Some perching birds must learn their songs from their parents while other perching birds have the innate ability to sing their song (the tune is already hard-wired so they do not need to learn their song from their parents).

Most perching birds form monogamous pair bonds during the breeding season. They establish a territory inside which they build a nest and raise their young. Passerines provide their young with a good deal of parental care. Chicks are born blind and without feathers and thus emerge from the egg quite helpless.

Perching birds vary widely in their appearance. Most members of the group are small in size. The largest members of the group are the crows and ravens which can grow to 25 inches in length. The smallest members of the group are the short-tailed pygmy tyrants which measure a mere 3 inches in length.

Perching birds also exhibit a variety of bill shapes and sizes when compared among species. These different bill shapes are often reflective of the particular diet a species feeds on. For example, species that feed on seeds often have a short, conical bill. Species that feed on insects have a thinner, dagger-like bill. Nectar-feeders such as the sunbird, have long thin bills that are curved downwards, enabling them to extract nectar from flowers.

Plumage color and pattern is highly variable among perching birds. Some species are dull in color and markings while others have bright or ornamental feathers. Plumage also varies between the sexes in some species of perching birds, with males often having more vividly colored plumage and females exhibiting a subdued palette.

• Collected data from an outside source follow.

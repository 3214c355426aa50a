use crate::registry::types::{ApplicationAttemptId, ContainerId, Credentials};
use crate::umbilical::endpoint::UmbilicalEndpoint;

use anyhow::Result;
use async_trait::async_trait;
use serde::{Deserialize, Serialize};
use std::sync::Arc;

/// Exit disposition of a task payload.
#[derive(Debug, Clone, Copy, PartialEq, Eq)]
pub enum ExitStatus {
    Success,
    ExecutionFailure,
    Interrupted,
    AskedToDie,
}

impl ExitStatus {
    pub fn exit_code(&self) -> i32 {
        match self {
            ExitStatus::Success => 0,
            ExitStatus::ExecutionFailure => 1,
            ExitStatus::Interrupted => 2,
            ExitStatus::AskedToDie => 3,
        }
    }
}

/// What a payload reports when it finishes on its own. When no explicit
/// error message is set, the underlying cause stands in for it.
#[derive(Debug, Clone)]
pub struct ExecutionResult {
    pub exit_status: ExitStatus,
    pub error_message: Option<String>,
    pub cause: Option<String>,
}

impl ExecutionResult {
    pub fn success() -> Self {
        Self {
            exit_status: ExitStatus::Success,
            error_message: None,
            cause: None,
        }
    }

    pub fn failure(exit_status: ExitStatus, error_message: impl Into<String>) -> Self {
        Self {
            exit_status,
            error_message: Some(error_message.into()),
            cause: None,
        }
    }

    pub fn failure_caused_by(exit_status: ExitStatus, cause: impl Into<String>) -> Self {
        Self {
            exit_status,
            error_message: None,
            cause: Some(cause.into()),
        }
    }
}

/// Opaque unit of work executed by the local worker pool. The dispatch layer
/// never inspects what `run` does; it only observes the result.
#[async_trait]
pub trait TaskRunner: Send + Sync {
    async fn run(&self) -> Result<ExecutionResult>;
}

/// Builds the payload for one container launch, binding it to the container
/// identity, the in-process umbilical, and the execution directories.
pub trait TaskRunnerFactory: Send + Sync {
    fn create_runner(
        &self,
        container_id: &ContainerId,
        credentials: Credentials,
        umbilical: Arc<UmbilicalEndpoint>,
        working_directory: &str,
        local_directories: &[String],
    ) -> Result<Arc<dyn TaskRunner>>;
}

/// Launch-context tokens handed over by the upstream scheduler.
#[derive(Debug, Clone, Serialize, Deserialize)]
pub struct ContainerLaunchContext {
    pub tokens: Vec<u8>,
}

impl ContainerLaunchContext {
    pub fn from_credentials(credentials: &Credentials) -> Result<Self> {
        Ok(Self {
            tokens: serde_json::to_vec(credentials)?,
        })
    }

    pub fn parse_credentials(&self) -> Result<Credentials> {
        Ok(serde_json::from_slice(&self.tokens)?)
    }
}

/// Requests accepted by the launcher's event loop.
#[derive(Debug, Clone)]
pub enum LauncherEvent {
    Launch {
        container_id: ContainerId,
        launch_context: ContainerLaunchContext,
    },
    Stop {
        container_id: ContainerId,
    },
}

#[derive(Debug, Clone, Copy, PartialEq, Eq)]
pub enum TerminationCause {
    ContainerExited,
    ApplicationError,
}

/// Lifecycle events the launcher emits toward the upstream state machine.
#[derive(Debug, Clone, PartialEq)]
pub enum ContainerEvent {
    LaunchFailed {
        container_id: ContainerId,
        message: String,
    },
    Launched {
        container_id: ContainerId,
    },
    Completed {
        container_id: ContainerId,
        exit_code: i32,
        message: Option<String>,
        cause: TerminationCause,
    },
    StopSent {
        container_id: ContainerId,
    },
}

/// History record written once a container has a pool slot to execute in.
#[derive(Debug, Clone, PartialEq)]
pub struct ContainerLaunchedRecord {
    pub container_id: ContainerId,
    pub launch_time_ms: u64,
    pub application_attempt_id: ApplicationAttemptId,
}

pub fn now_ms() -> u64 {
    std::time::SystemTime::now()
        .duration_since(std::time::UNIX_EPOCH)
        .expect("system clock before unix epoch")
        .as_millis() as u64
}
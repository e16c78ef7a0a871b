use std::cmp::Reverse;
use std::collections::{BTreeMap, HashMap};

use sluice_common::models::Priority;

type Slot = (Reverse<Priority>, u64);

/// Priority queue, FIFO within a priority, with removal by id.
pub(crate) struct PriorityQueue<T> {
    items: BTreeMap<Slot, (String, T)>,
    index: HashMap<String, Slot>,
    seq: u64,
}

impl<T> PriorityQueue<T> {
    pub(crate) fn new() -> Self {
        Self {
            items: BTreeMap::new(),
            index: HashMap::new(),
            seq: 0,
        }
    }

    pub(crate) fn push(&mut self, id: String, priority: Priority, item: T) {
        let slot = (Reverse(priority), self.seq);
        self.seq += 1;
        self.index.insert(id.clone(), slot);
        self.items.insert(slot, (id, item));
    }

    /// Remove and return the first item, in priority order, that `ready` accepts.
    pub(crate) fn pop_first_ready<F>(&mut self, mut ready: F) -> Option<(String, T)>
    where
        F: FnMut(Priority, &T) -> bool,
    {
        let slot = self
            .items
            .iter()
            .find(|((Reverse(priority), _), (_, item))| ready(*priority, item))
            .map(|(slot, _)| *slot)?;
        let (id, item) = self.items.remove(&slot)?;
        self.index.remove(&id);
        Some((id, item))
    }

    pub(crate) fn remove(&mut self, id: &str) -> Option<T> {
        let slot = self.index.remove(id)?;
        self.items.remove(&slot).map(|(_, item)| item)
    }

    pub(crate) fn contains(&self, id: &str) -> bool {
        self.index.contains_key(id)
    }

    pub(crate) fn len(&self) -> usize {
        self.items.len()
    }

    pub(crate) fn count_by_priority(&self) -> BTreeMap<Priority, usize> {
        let mut counts = BTreeMap::new();
        for (Reverse(priority), _) in self.items.keys() {
            *counts.entry(*priority).or_insert(0) += 1;
        }
        counts
    }

    pub(crate) fn drain(&mut self) -> Vec<(String, T)> {
        self.index.clear();
        std::mem::take(&mut self.items).into_values().collect()
    }
}
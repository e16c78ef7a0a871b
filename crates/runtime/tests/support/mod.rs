#![allow(dead_code)]

use std::path::Path;
use std::sync::Arc;

use async_trait::async_trait;
use sluice_common::config::AppConfig;
use sluice_runtime::router::{QueryRouter, StoreFactories};
use sluice_runtime::scheduler::StaticProbe;
use sluice_runtime::store::{ConnectionFactory, SqliteFactory, StoreConnection, StoreError};
use tempfile::TempDir;

pub const REGIONS: [&str; 4] = ["north", "south", "east", "west"];
pub const ORDER_ROWS: usize = 200;

/// Two seeded SQLite stores and a cache directory under one temp dir.
pub struct Fixture {
    pub dir: TempDir,
    pub config: AppConfig,
}

impl Fixture {
    pub fn new() -> Self {
        let dir = TempDir::new().unwrap();
        let oltp = dir.path().join("oltp.db");
        let olap = dir.path().join("olap.db");
        seed(&oltp);
        seed(&olap);

        let mut config = AppConfig::default();
        config.stores.oltp.url = oltp.display().to_string();
        config.stores.olap.url = olap.display().to_string();
        config.stores.oltp.acquire_timeout_ms = 1_000;
        config.stores.olap.acquire_timeout_ms = 1_000;
        config.cache.l3_directory = dir.path().join("cache").display().to_string();
        // orders looks large enough for OLAP, customers stays transactional.
        config.classifier.table_rows.insert("orders".into(), 5_000_000);
        config.classifier.table_rows.insert("customers".into(), 500);
        config.scheduler.sample_interval_ms = 50;
        config.retry.base_delay_ms = 5;
        config.retry.max_delay_ms = 20;
        Self { dir, config }
    }

    pub async fn start(&self) -> QueryRouter {
        let factories = StoreFactories::sqlite(&self.config.stores);
        self.start_with(factories).await
    }

    pub async fn start_with(&self, factories: StoreFactories) -> QueryRouter {
        QueryRouter::start_with_probe(
            self.config.clone(),
            factories,
            Arc::new(StaticProbe::new(5.0, 20.0)),
        )
        .await
        .unwrap()
    }

    /// OLTP is real, OLAP refuses every connection.
    pub fn olap_down(&self) -> StoreFactories {
        StoreFactories {
            oltp: Arc::new(SqliteFactory::new(&self.config.stores.oltp.url)),
            olap: Arc::new(RefusingFactory),
        }
    }
}

pub fn seed(path: &Path) {
    let conn = rusqlite::Connection::open(path).unwrap();
    conn.execute_batch(
        "CREATE TABLE customers (id INTEGER PRIMARY KEY, name TEXT NOT NULL, region TEXT NOT NULL);
         CREATE TABLE orders (id INTEGER PRIMARY KEY, customer_id INTEGER NOT NULL, region TEXT NOT NULL, amount REAL NOT NULL, status TEXT NOT NULL);",
    )
    .unwrap();
    for id in 1..=20usize {
        conn.execute(
            "INSERT INTO customers (id, name, region) VALUES (?1, ?2, ?3)",
            rusqlite::params![id as i64, format!("customer-{}", id), REGIONS[id % 4]],
        )
        .unwrap();
    }
    for id in 1..=ORDER_ROWS {
        let status = if id % 3 == 0 { "shipped" } else { "open" };
        conn.execute(
            "INSERT INTO orders (id, customer_id, region, amount, status) VALUES (?1, ?2, ?3, ?4, ?5)",
            rusqlite::params![
                id as i64,
                (id % 20 + 1) as i64,
                REGIONS[id % 4],
                (id % 13) as f64 * 2.5,
                status
            ],
        )
        .unwrap();
    }
}

pub struct RefusingFactory;

#[async_trait]
impl ConnectionFactory for RefusingFactory {
    async fn connect(&self) -> Result<Box<dyn StoreConnection>, StoreError> {
        Err(StoreError::Connect("connection refused".into()))
    }

    fn describe(&self) -> String {
        "refusing://olap".into()
    }
}
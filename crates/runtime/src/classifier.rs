//! Query classification.
//!
//! Maps a query text to a workload category and a default target store.
//! Classification never fails: text the tokenizer rejects becomes
//! `Unknown` on OLTP with low confidence.

use moka::sync::Cache;
use parking_lot::RwLock;
use serde::Serialize;
use std::collections::HashMap;
use std::sync::atomic::{AtomicU64, Ordering};
use std::sync::Arc;
use tracing::debug;

use sluice_common::config::ClassifierSettings;
use sluice_common::models::{Priority, QueryCategory, QueryMetadata, TargetStore};

use crate::sql_shape::{self, SqlShape, StatementKind};

const UNPARSEABLE_CONFIDENCE: f64 = 0.3;

/// Row counts per table, used for every size estimate.
#[derive(Debug)]
pub struct TableStatistics {
    rows: RwLock<HashMap<String, u64>>,
    default_rows: u64,
}

impl TableStatistics {
    pub fn new(rows: HashMap<String, u64>, default_rows: u64) -> Self {
        let rows = rows
            .into_iter()
            .map(|(k, v)| (k.to_lowercase(), v))
            .collect();
        Self {
            rows: RwLock::new(rows),
            default_rows,
        }
    }

    /// Rows in `table`. Qualified names fall back to their last segment.
    pub fn estimate(&self, table: &str) -> u64 {
        let rows = self.rows.read();
        let table = table.to_lowercase();
        rows.get(&table)
            .or_else(|| table.rsplit('.').next().and_then(|t| rows.get(t)))
            .copied()
            .unwrap_or(self.default_rows)
    }

    pub fn contains(&self, table: &str) -> bool {
        let rows = self.rows.read();
        let table = table.to_lowercase();
        rows.contains_key(&table) || table.rsplit('.').next().is_some_and(|t| rows.contains_key(t))
    }

    pub fn set(&self, table: &str, rows: u64) {
        self.rows.write().insert(table.to_lowercase(), rows);
    }
}

#[derive(Debug, Clone, Copy, PartialEq, Eq, Serialize)]
pub struct ClassifierCacheStats {
    pub hits: u64,
    pub misses: u64,
    pub entries: u64,
}

pub struct QueryClassifier {
    settings: ClassifierSettings,
    statistics: Arc<TableStatistics>,
    cache: Cache<String, QueryMetadata>,
    hits: AtomicU64,
    misses: AtomicU64,
}

/// What the explicit type hint asked for.
enum Hint {
    Target(TargetStore),
    Category(QueryCategory),
    Unrecognized(String),
}

fn parse_hint(raw: &str) -> Hint {
    match raw.to_ascii_lowercase().as_str() {
        "oltp" | "transactional" => Hint::Target(TargetStore::Oltp),
        "olap" => Hint::Target(TargetStore::Olap),
        other => match other.parse::<QueryCategory>() {
            Ok(category) => Hint::Category(category),
            Err(_) => Hint::Unrecognized(raw.to_string()),
        },
    }
}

Perching birds feed primarily on energy-rich foods such as seeds or invertebrates. A few species also feed on nectar and fruits.

The closest living relatives to the passerines are the kingfishers and the woodpeckers. The first perching birds are thought to have evolved between 60 and 55 million years ago during the Paleogene.

Classification:

Perching birds are divided into three basic groups, the New Zealand wrens (Acanthisitti), the suboscines (Tyranni) and the oscines (Passeri).